▸ PROBLEM REQUIREMENTS:
The answer required is how many lines of the following entries contain the word "BatchSpec", with no other words.

Extracted data entries:
──────────────────────────────
//! lesson-forge · lesson generation pipeline and content repository
//!
//! ```text
//! topic ─▶ breakdown ─▶ BatchSpec ─▶ Orchestrator ─▶ GenerationClient ─▶ parser ─▶ staging ─▶ output dir
//!                                                                                              │
//!                                     reader ◀─ ContentRepository ◀─ HTTP ◀─ serve ◀─ publish ◀┘
//! ```
//!
//! - `orchestrator`: bounded, failure-isolated batch generation with an idempotence guard
//! - `parser`: strict delimiter grammar for model output
//! - `repository`: freshness-gated, all-or-nothing sync of lessons and modules

pub mod config;
pub mod domain;
pub mod error;
pub mod modules;
pub mod openai;
pub mod orchestrator;
pub mod parser;
pub mod prompt;
pub mod protocol;
pub mod repository;
pub mod routes;
pub mod state;
pub mod store;
pub mod telemetry;
pub mod util;

pub use config::AppConfig;
pub use domain::{BatchSpec, ContentMetadata, GenerationRequest, LearningModule, Lesson};
pub use error::{GenerationError, ParseError, SyncError, TransportError};
pub use openai::{GenerationClient, OpenAiClient, SamplingParams};
pub use orchestrator::{BatchReport, Orchestrator, SkipExisting, SkipFilter};
pub use repository::{ContentRepository, ContentSource, HttpContentSource, SyncStatus};
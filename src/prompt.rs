//! Prompt builder: substitutes a request into the configured templates.

use crate::config::Prompts;
use crate::domain::GenerationRequest;
use crate::util::fill_template;

/// A model-ready prompt: system instructions plus the user turn.
#[derive(Clone, Debug, PartialEq, Eq)]
pub struct Prompt {
  pub system: String,
  pub user: String,
}

impl Prompt {
  pub fn len(&self) -> usize {
    self.system.len() + self.user.len()
  }

  pub fn is_empty(&self) -> bool {
    self.system.is_empty() && self.user.is_empty()
  }
}

pub fn lesson_prompt(prompts: &Prompts, request: &GenerationRequest) -> Prompt {
  let pairs = [("title", request.title.as_str()), ("focus", request.focus.as_str())];
  Prompt {
    system: fill_template(&prompts.lesson_system, &pairs),
    user: fill_template(&prompts.lesson_user_template, &pairs),
  }
}

pub fn breakdown_prompt(prompts: &Prompts, topic: &GenerationRequest) -> Prompt {
  let pairs = [("title", topic.title.as_str()), ("focus", topic.focus.as_str())];
  Prompt {
    system: fill_template(&prompts.breakdown_system, &pairs),
    user: fill_template(&prompts.breakdown_user_template, &pairs),
  }
}
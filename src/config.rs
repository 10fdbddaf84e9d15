//! Loading pipeline configuration (client, generation, repository, prompts) from TOML.
//!
//! Every section is optional; missing keys fall back to defaults. A few
//! environment variables override the file so credentials never need to be
//! written to disk:
//!   OPENAI_API_KEY  : API credential for the generation client
//!   OPENAI_BASE_URL : default "https://api.openai.com/v1"
//!   OPENAI_MODEL    : default "gpt-4o-mini"

use std::path::{Path, PathBuf};

use serde::Deserialize;
use tracing::info;

use crate::error::ConfigError;

#[derive(Clone, Debug, Deserialize, Default)]
#[serde(default)]
pub struct AppConfig {
  pub client: ClientConfig,
  pub generation: GenerationConfig,
  pub repository: RepositoryConfig,
  pub prompts: Prompts,
}

#[derive(Clone, Deserialize)]
#[serde(default)]
pub struct ClientConfig {
  pub base_url: String,
  pub model: String,
  pub temperature: f32,
  pub max_tokens: Option<u32>,
  pub n: u32,
  pub timeout_secs: u64,
  pub api_key: Option<String>,
}

impl Default for ClientConfig {
  fn default() -> Self {
    Self {
      base_url: "https://api.openai.com/v1".into(),
      model: "gpt-4o-mini".into(),
      temperature: 0.7,
      max_tokens: Some(4096),
      n: 1,
      timeout_secs: 120,
      api_key: None,
    }
  }
}

// Hand-written so the key never reaches a log line.
impl std::fmt::Debug for ClientConfig {
  fn fmt(&self, f: &mut std::fmt::Formatter<'_>) -> std::fmt::Result {
    f.debug_struct("ClientConfig")
      .field("base_url", &self.base_url)
      .field("model", &self.model)
      .field("temperature", &self.temperature)
      .field("max_tokens", &self.max_tokens)
      .field("n", &self.n)
      .field("timeout_secs", &self.timeout_secs)
      .field("api_key", &self.api_key.as_ref().map(|_| "<redacted>"))
      .finish()
  }
}

/// How a batch reaches the generation client.
#[derive(Clone, Copy, Debug, Default, PartialEq, Eq, Deserialize)]
#[serde(rename_all = "snake_case")]
pub enum BatchDispatch {
  /// One request per item, semaphore-gated.
  #[default]
  PerItem,
  /// A single `send_batch` call whose responses correlate by position.
  Upstream,
}

#[derive(Clone, Debug, Deserialize)]
#[serde(default)]
pub struct GenerationConfig {
  pub output_dir: PathBuf,
  /// Defaults to `<output_dir>/.staging`. Must be on the same filesystem as
  /// `output_dir` for the final rename to be atomic.
  pub staging_dir: Option<PathBuf>,
  pub concurrency: usize,
  pub dispatch: BatchDispatch,
}

impl Default for GenerationConfig {
  fn default() -> Self {
    Self {
      output_dir: PathBuf::from("content/lessons"),
      staging_dir: None,
      concurrency: 4,
      dispatch: BatchDispatch::PerItem,
    }
  }
}

impl GenerationConfig {
  pub fn staging_dir(&self) -> PathBuf {
    self.staging_dir.clone().unwrap_or_else(|| self.output_dir.join(".staging"))
  }
}

#[derive(Clone, Debug, Deserialize)]
#[serde(default)]
pub struct RepositoryConfig {
  pub cache_dir: PathBuf,
  pub remote_url: String,
  pub tolerance_ms: i64,
  pub timeout_secs: u64,
}

impl Default for RepositoryConfig {
  fn default() -> Self {
    Self {
      cache_dir: PathBuf::from("content/cache"),
      remote_url: "http://127.0.0.1:3000".into(),
      tolerance_ms: 1000,
      timeout_secs: 30,
    }
  }
}

/// Prompts sent to the generation client. `{title}` and `{focus}` are
/// substituted by the prompt builder. Override in TOML to tune tone or level.
#[derive(Clone, Debug, Deserialize)]
#[serde(default)]
pub struct Prompts {
  pub lesson_system: String,
  pub lesson_user_template: String,
  pub breakdown_system: String,
  pub breakdown_user_template: String,
}

impl Default for Prompts {
  fn default() -> Self {
    Self {
      lesson_system: "You are an expert curriculum writer. Follow the output format exactly. Do not add text outside the delimited regions.".into(),
      lesson_user_template: r#"Write one lesson titled "{title}" focusing on: {focus}

Use exactly these regions, each opened with <<<Name>>> and closed with <<</Name>>> on its own line:

<<<Metadata>>>
{"title": "{title}", "description": "<one sentence>", "proficiency": "basic|intermediate|advanced", "tags": ["<tag>", "..."]}
<<</Metadata>>>
<<<Introduction>>>
<markdown>
<<</Introduction>>>
<<<Body>>>
<markdown>
<<</Body>>>
<<<Discussion>>>
<markdown>
<<</Discussion>>>
<<<Key Takeaways>>>
<markdown bullet list>
<<</Key Takeaways>>>
<<<Questions>>>
[{"id": "q1", "prompt": "<question>", "proficiency": "basic|intermediate|advanced", "answers": ["<a>", "<b>", "<c>", "<d>"], "correctAnswerIndex": 0, "explanation": "<why>"}]
<<</Questions>>>"#
        .into(),
      breakdown_system: "You are a curriculum planner. Split topics into focused, non-overlapping lessons. Follow the output format exactly.".into(),
      breakdown_user_template: r#"Topic: {title}
Focus: {focus}

Split this topic into 3 to 10 lessons, ordered from foundational to advanced. Each lesson title must be unique.
Answer with exactly one region:

<<<Lessons>>>
[{"title": "<lesson title>", "focus": "<what the lesson should cover>"}]
<<</Lessons>>>"#
        .into(),
    }
  }
}

impl AppConfig {
  /// Load from `path` if given (defaults otherwise), then apply env overrides.
  pub fn load(path: Option<&Path>) -> Result<Self, ConfigError> {
    let mut cfg = match path {
      Some(p) => Self::from_file(p)?,
      None => AppConfig::default(),
    };
    cfg.apply_env(|k| std::env::var(k).ok());
    cfg.validate()?;
    Ok(cfg)
  }

  fn from_file(path: &Path) -> Result<Self, ConfigError> {
    let s = std::fs::read_to_string(path)
      .map_err(|source| ConfigError::Read { path: path.to_path_buf(), source })?;
    let cfg = toml::from_str::<AppConfig>(&s)
      .map_err(|source| ConfigError::Parse { path: path.to_path_buf(), source })?;
    info!(target: "lesson_forge", path = %path.display(), "Loaded config (TOML)");
    Ok(cfg)
  }

  fn apply_env(&mut self, var: impl Fn(&str) -> Option<String>) {
    if let Some(key) = var("OPENAI_API_KEY").filter(|k| !k.trim().is_empty()) {
      self.client.api_key = Some(key);
    }
    if let Some(url) = var("OPENAI_BASE_URL") {
      self.client.base_url = url;
    }
    if let Some(model) = var("OPENAI_MODEL") {
      self.client.model = model;
    }
  }

  fn validate(&self) -> Result<(), ConfigError> {
    if self.generation.concurrency == 0 {
      return Err(ConfigError::Invalid("generation.concurrency must be at least 1".into()));
    }
    if self.client.n == 0 {
      return Err(ConfigError::Invalid("client.n must be at least 1".into()));
    }
    if self.repository.tolerance_ms < 0 {
      return Err(ConfigError::Invalid("repository.tolerance_ms must not be negative".into()));
    }
    Ok(())
  }
}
──────────────────────────────
▸ OUTPUT BELOW:
2